• _TASK INSTRUCTIONS_
Repeat the lines of the data that follow, please, starting at the first and stopping after the one with "use storefront::db;".

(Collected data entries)
== == ==

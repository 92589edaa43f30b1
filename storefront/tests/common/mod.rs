// tests/common/mod.rs
#![allow(dead_code)] // Each test binary uses a different subset of these helpers.

use once_cell::sync::Lazy;
use std::collections::HashMap;
use std::path::Path;
use storefront::config::AppConfig;
use storefront::context::RequestContext;
use storefront::db;
use storefront::models::{Category, Product, Role, User};
use storefront::services::auth_service;
use storefront::session::SessionUser;
use storefront::state::AppState;
use tempfile::TempDir;

pub const TEST_SECRET_KEY: &str = "test-secret-key-that-is-at-least-32-bytes";
pub const ADMIN_SECRET: &str = "pool-deck-admin";
pub const TEST_PASSWORD: &str = "butterfly-200m";

// Argon2 is slow in debug builds; hash the shared fixture password once.
static TEST_PASSWORD_HASH: Lazy<String> =
  Lazy::new(|| auth_service::hash_password(TEST_PASSWORD).expect("hashing the fixture password"));

static TRACING_INIT: Lazy<()> = Lazy::new(|| {
  tracing_subscriber::fmt()
    .with_env_filter(tracing_subscriber::EnvFilter::new("storefront=debug"))
    .with_test_writer() // Important for tests to capture output
    .try_init()
    .ok(); // Allow multiple initializations in tests (ok if fails)
});

pub fn setup_tracing() {
  Lazy::force(&TRACING_INIT);
}

pub fn test_config(dir: &Path) -> AppConfig {
  let vars: HashMap<&str, String> = HashMap::from([
    ("SECRET_KEY", TEST_SECRET_KEY.to_string()),
    ("ADMIN_SECRET", ADMIN_SECRET.to_string()),
    ("DATABASE_URL", format!("sqlite://{}", dir.join("test.db").display())),
    ("UPLOAD_DIR", dir.join("uploads").display().to_string()),
  ]);
  AppConfig::from_lookup(|name| vars.get(name).cloned()).expect("valid test config")
}

/// A throwaway database and upload directory, removed when dropped.
pub struct TestEnv {
  pub dir: TempDir,
  pub state: AppState,
}

impl TestEnv {
  pub async fn new() -> Self {
    Self::with_config(|_| {}).await
  }

  pub async fn with_config(adjust: impl FnOnce(&mut AppConfig)) -> Self {
    setup_tracing();
    let dir = TempDir::new().expect("temp dir");
    let mut config = test_config(dir.path());
    adjust(&mut config);
    let pool = db::connect(&config).await.expect("database");
    let state = AppState::new(pool, config).expect("app state");
    Self { dir, state }
  }

  pub fn anonymous(&self) -> RequestContext {
    RequestContext::anonymous(self.state.clone())
  }

  pub fn as_user(&self, user: &User) -> RequestContext {
    RequestContext::for_user(self.state.clone(), SessionUser::from(user))
  }

  pub fn upload_dir(&self) -> &Path {
    self.state.assets.root()
  }

  /// Inserts a user whose password is [`TEST_PASSWORD`].
  pub async fn user(&self, username: &str) -> User {
    self.insert_user(username, Role::User).await
  }

  pub async fn admin(&self, username: &str) -> User {
    self.insert_user(username, Role::Admin).await
  }

  async fn insert_user(&self, username: &str, role: Role) -> User {
    let email = format!("{}@example.com", username);
    db::users::insert(&self.state.db_pool, username, &email, &TEST_PASSWORD_HASH, role)
      .await
      .expect("insert user")
  }

  pub async fn category(&self, name: &str) -> Category {
    db::categories::insert(&self.state.db_pool, name).await.expect("insert category")
  }

  pub async fn product(&self, name: &str, price: i64, category_id: Option<i64>) -> Product {
    let file = format!("/static/{}.jpg", name.to_lowercase().replace(' ', "_"));
    db::products::insert(&self.state.db_pool, name, price, &file, category_id)
      .await
      .expect("insert product")
  }

  pub async fn like(&self, user: &User, product: &Product) {
    db::likes::insert_if_absent(&self.state.db_pool, user.id, product.id)
      .await
      .expect("insert like");
  }

  pub async fn put_in_cart(&self, user: &User, product: &Product) {
    db::cart::add_one(&self.state.db_pool, user.id, product.id)
      .await
      .expect("add to cart");
  }

  pub async fn count(&self, table: &str) -> i64 {
    sqlx::query_scalar(&format!("SELECT COUNT(*) FROM {}", table))
      .fetch_one(&self.state.db_pool)
      .await
      .expect("count rows")
  }

  /// Rows of `table` matching `column = value`.
  pub async fn count_where(&self, table: &str, column: &str, value: i64) -> i64 {
    sqlx::query_scalar(&format!("SELECT COUNT(*) FROM {} WHERE {} = ?", table, column))
      .bind(value)
      .fetch_one(&self.state.db_pool)
      .await
      .expect("count rows")
  }

  /// Whether `user` has a row for `product` in `table` (cart or likes).
  pub async fn has_row(&self, table: &str, user: &User, product: &Product) -> bool {
    sqlx::query_scalar(&format!(
      "SELECT EXISTS(SELECT 1 FROM {} WHERE user_id = ? AND product_id = ?)",
      table
    ))
    .bind(user.id)
    .bind(product.id)
    .fetch_one(&self.state.db_pool)
    .await
    .expect("lookup row")
  }

  /// Published files in the upload directory (the staging area excluded).
  pub fn published_files(&self) -> Vec<String> {
    let mut names: Vec<String> = std::fs::read_dir(self.upload_dir())
      .expect("read upload dir")
      .filter_map(|entry| entry.ok())
      .filter(|entry| entry.path().is_file())
      .map(|entry| entry.file_name().to_string_lossy().into_owned())
      .collect();
    names.sort();
    names
  }
}

/// Builds the full application around `$state` the way `main.rs` does,
/// minus the request logger.
#[macro_export]
macro_rules! storefront_app {
  ($state:expr) => {{
    let state: storefront::state::AppState = $state;
    actix_web::test::init_service(
      actix_web::App::new()
        .app_data(actix_web::web::Data::new(state.clone()))
        .app_data(storefront::web::upload_config(&state))
        .wrap(actix_web::middleware::from_fn(storefront::web::session_middleware))
        .configure(storefront::web::configure_app_routes),
    )
    .await
  }};
}
// storefront/src/web/render.rs

//! Page responses.
//!
//! Pages are rendered as JSON view models: the template name, the signed-in
//! user, the drained flash messages, form errors, and the page data.

use crate::errors::{AppError, FieldError};
use crate::session::{Flash, FlashCategory, Session, SessionUser};
use actix_web::http::{header, StatusCode};
use actix_web::{HttpRequest, HttpResponse};
use serde::Serialize;
use serde_json::Value;

#[derive(Debug, Serialize)]
pub struct PageView<'a> {
  pub template: &'a str,
  pub current_user: Option<SessionUser>,
  pub flashes: Vec<Flash>,
  pub errors: &'a [FieldError],
  pub context: Value,
}

pub fn page(session: &Session, template: &str, context: Value) -> HttpResponse {
  form_page(session, StatusCode::OK, template, &[], context)
}

pub fn form_page(session: &Session, status: StatusCode, template: &str, errors: &[FieldError], context: Value) -> HttpResponse {
  let view = PageView {
    template,
    current_user: session.user(),
    flashes: session.take_flashes(),
    errors,
    context,
  };
  HttpResponse::build(status).json(view)
}

/// Re-renders a form after a recoverable failure: field errors go next to
/// the fields, any other domain error becomes a flash. Infrastructure errors
/// are passed through.
pub fn form_failure(session: &Session, err: AppError, template: &str, context: Value) -> Result<HttpResponse, AppError> {
  if !err.is_user_facing() {
    return Err(err);
  }
  let status = actix_web::ResponseError::status_code(&err);
  if !matches!(err, AppError::Validation(_)) {
    session.flash(FlashCategory::Danger, err.to_string());
  }
  Ok(form_page(session, status, template, err.field_errors(), context))
}

pub fn redirect(location: &str) -> HttpResponse {
  HttpResponse::SeeOther()
    .insert_header((header::LOCATION, location))
    .finish()
}

/// Redirects to the referring page when it is on this site, else to `fallback`.
pub fn back_or(req: &HttpRequest, fallback: &str) -> HttpResponse {
  let host = req.connection_info().host().to_string();
  let target = req
    .headers()
    .get(header::REFERER)
    .and_then(|v| v.to_str().ok())
    .and_then(|referer| local_path(referer, &host))
    .unwrap_or_else(|| fallback.to_string());
  redirect(&target)
}

fn local_path(referer: &str, host: &str) -> Option<String> {
  if referer.starts_with('/') && !referer.starts_with("//") {
    return Some(referer.to_string());
  }
  let rest = referer
    .strip_prefix("http://")
    .or_else(|| referer.strip_prefix("https://"))?;
  let path = rest.strip_prefix(host)?;
  match path {
    "" => Some("/".to_string()),
    p if p.starts_with('/') => Some(p.to_string()),
    _ => None,
  }
}
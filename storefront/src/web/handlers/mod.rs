// storefront/src/web/handlers/mod.rs

pub mod admin_handlers;
pub mod auth_handlers;
pub mod cart_handlers;
pub mod like_handlers;
pub mod pages_handlers;
pub mod product_handlers;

== == ==

• _TASK OUTPUT_
repository 92589edaa43f30b1
filename storefront/tests/common/mod.rs
// tests/common/mod.rs
#![allow(dead_code)] // Each test binary uses a different subset of these helpers.

use once_cell::sync::Lazy;
use std::collections::HashMap;
use std::path::Path;
use storefront::config::AppConfig;
use storefront::context::RequestContext;
use storefront::db;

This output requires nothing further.